HOW TO COMPLETE THIS TASK -> Among the records below, how many lines contain the word "than"? The answer is a single number.

PROVIDED INFORMATION ->
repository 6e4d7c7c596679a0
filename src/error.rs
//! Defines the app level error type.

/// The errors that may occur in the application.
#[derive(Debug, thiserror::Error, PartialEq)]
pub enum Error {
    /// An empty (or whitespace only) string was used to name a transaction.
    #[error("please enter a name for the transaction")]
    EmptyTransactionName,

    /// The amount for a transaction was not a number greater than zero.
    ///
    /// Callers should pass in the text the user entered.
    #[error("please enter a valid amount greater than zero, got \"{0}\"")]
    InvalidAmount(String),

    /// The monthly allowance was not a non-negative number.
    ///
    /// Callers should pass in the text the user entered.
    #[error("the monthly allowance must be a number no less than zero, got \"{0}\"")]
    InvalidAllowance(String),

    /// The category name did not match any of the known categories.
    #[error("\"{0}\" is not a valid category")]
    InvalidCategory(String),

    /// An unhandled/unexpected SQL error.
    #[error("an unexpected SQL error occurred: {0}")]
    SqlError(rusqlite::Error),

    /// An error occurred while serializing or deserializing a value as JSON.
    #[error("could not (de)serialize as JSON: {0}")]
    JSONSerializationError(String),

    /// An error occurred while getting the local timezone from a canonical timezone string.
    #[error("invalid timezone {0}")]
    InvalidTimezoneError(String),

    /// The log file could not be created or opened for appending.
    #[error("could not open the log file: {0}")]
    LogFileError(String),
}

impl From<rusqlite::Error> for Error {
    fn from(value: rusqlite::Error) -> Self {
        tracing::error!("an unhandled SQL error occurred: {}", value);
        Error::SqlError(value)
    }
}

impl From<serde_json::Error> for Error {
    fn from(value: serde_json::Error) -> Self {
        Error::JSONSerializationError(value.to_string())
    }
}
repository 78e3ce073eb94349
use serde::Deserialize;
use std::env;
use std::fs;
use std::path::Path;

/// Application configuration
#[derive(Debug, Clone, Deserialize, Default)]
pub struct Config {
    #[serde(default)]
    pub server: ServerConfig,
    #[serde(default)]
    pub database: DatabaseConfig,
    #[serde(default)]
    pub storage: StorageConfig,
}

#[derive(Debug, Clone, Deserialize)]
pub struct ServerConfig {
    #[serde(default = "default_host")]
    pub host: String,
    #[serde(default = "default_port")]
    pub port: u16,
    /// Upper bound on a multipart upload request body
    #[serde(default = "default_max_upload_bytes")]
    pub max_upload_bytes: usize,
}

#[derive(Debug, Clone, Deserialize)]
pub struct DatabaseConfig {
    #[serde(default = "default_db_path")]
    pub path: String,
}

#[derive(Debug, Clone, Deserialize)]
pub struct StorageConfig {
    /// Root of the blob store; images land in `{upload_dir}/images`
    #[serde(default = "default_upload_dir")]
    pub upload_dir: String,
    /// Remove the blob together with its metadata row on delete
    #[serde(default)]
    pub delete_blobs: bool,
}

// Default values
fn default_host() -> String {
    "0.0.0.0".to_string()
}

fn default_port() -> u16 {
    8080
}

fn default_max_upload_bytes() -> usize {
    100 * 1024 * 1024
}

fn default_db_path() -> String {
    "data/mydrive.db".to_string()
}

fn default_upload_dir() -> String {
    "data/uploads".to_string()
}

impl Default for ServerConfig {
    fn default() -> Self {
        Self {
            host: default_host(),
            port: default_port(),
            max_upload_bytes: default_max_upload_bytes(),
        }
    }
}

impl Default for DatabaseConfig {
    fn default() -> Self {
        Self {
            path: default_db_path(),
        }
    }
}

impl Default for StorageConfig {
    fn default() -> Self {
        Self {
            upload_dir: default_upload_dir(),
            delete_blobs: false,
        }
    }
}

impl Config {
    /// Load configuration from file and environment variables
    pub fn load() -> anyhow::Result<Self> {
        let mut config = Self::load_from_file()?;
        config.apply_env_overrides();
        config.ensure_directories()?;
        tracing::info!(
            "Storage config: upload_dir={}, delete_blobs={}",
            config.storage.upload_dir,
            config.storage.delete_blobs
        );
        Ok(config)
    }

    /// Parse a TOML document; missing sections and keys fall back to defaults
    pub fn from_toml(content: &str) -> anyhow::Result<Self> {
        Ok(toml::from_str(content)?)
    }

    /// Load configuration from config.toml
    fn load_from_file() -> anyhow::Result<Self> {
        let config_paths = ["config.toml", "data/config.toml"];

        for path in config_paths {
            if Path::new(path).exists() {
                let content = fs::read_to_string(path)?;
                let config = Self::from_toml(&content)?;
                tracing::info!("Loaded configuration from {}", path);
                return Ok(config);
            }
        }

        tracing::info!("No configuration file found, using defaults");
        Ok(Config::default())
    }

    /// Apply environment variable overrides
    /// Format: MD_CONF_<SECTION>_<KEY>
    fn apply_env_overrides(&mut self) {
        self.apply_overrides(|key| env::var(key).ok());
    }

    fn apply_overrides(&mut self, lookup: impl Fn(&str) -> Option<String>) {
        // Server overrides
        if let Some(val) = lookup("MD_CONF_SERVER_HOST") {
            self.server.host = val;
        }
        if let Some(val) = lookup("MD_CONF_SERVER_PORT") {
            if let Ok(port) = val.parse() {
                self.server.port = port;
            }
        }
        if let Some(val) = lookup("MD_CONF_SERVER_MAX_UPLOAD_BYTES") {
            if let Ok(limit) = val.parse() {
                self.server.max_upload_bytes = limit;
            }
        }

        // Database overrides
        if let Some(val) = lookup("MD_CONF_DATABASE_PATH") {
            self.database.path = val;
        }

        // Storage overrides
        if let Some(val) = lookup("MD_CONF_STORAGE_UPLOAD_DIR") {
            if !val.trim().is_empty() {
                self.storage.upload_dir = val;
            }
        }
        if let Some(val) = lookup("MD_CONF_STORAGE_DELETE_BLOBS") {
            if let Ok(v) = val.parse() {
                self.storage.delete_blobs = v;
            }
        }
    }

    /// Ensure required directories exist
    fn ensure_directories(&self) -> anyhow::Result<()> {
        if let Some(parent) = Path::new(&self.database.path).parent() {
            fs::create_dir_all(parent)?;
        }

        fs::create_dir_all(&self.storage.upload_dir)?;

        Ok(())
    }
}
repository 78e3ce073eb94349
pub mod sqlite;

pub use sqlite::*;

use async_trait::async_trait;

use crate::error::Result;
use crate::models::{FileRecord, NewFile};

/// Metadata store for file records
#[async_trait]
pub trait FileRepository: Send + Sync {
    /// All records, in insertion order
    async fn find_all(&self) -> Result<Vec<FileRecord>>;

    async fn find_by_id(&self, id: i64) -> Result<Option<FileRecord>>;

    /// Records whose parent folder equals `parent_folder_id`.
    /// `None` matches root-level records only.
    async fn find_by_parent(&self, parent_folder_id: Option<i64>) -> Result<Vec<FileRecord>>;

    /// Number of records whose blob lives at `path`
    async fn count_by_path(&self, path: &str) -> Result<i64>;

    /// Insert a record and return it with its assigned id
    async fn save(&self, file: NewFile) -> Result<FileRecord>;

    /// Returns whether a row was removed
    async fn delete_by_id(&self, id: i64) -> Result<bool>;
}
--
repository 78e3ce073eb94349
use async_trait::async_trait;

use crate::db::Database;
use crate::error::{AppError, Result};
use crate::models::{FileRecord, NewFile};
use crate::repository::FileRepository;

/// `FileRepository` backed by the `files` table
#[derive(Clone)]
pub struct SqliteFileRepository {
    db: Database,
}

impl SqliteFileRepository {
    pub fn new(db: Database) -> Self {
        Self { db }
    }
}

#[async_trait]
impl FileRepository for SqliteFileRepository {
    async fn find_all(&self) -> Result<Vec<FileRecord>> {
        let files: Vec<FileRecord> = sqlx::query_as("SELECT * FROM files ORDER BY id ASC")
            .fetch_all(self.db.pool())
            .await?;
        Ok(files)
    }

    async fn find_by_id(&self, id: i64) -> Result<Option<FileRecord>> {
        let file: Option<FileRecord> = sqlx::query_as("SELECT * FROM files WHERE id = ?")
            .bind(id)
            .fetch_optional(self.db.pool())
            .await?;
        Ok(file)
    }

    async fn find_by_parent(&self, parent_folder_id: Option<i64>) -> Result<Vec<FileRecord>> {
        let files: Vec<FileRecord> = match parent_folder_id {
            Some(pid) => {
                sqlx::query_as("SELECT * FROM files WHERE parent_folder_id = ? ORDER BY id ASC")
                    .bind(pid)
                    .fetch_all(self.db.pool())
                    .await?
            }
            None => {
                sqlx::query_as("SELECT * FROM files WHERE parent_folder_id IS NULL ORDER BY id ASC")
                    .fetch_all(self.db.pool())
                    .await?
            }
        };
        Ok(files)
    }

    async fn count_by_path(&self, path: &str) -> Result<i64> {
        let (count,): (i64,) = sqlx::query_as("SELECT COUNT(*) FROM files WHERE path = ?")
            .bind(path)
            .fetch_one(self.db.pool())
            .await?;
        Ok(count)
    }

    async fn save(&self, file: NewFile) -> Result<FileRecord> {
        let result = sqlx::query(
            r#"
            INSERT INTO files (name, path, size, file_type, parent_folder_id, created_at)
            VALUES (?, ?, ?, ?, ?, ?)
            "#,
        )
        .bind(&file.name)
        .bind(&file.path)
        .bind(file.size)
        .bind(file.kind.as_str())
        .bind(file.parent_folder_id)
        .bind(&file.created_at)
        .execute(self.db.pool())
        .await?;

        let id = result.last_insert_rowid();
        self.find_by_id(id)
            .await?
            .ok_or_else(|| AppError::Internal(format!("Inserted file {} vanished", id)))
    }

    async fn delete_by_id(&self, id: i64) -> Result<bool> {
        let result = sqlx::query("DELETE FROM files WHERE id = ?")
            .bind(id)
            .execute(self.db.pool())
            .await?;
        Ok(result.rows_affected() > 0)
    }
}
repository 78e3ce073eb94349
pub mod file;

EXERCISE RESPONSE -> 3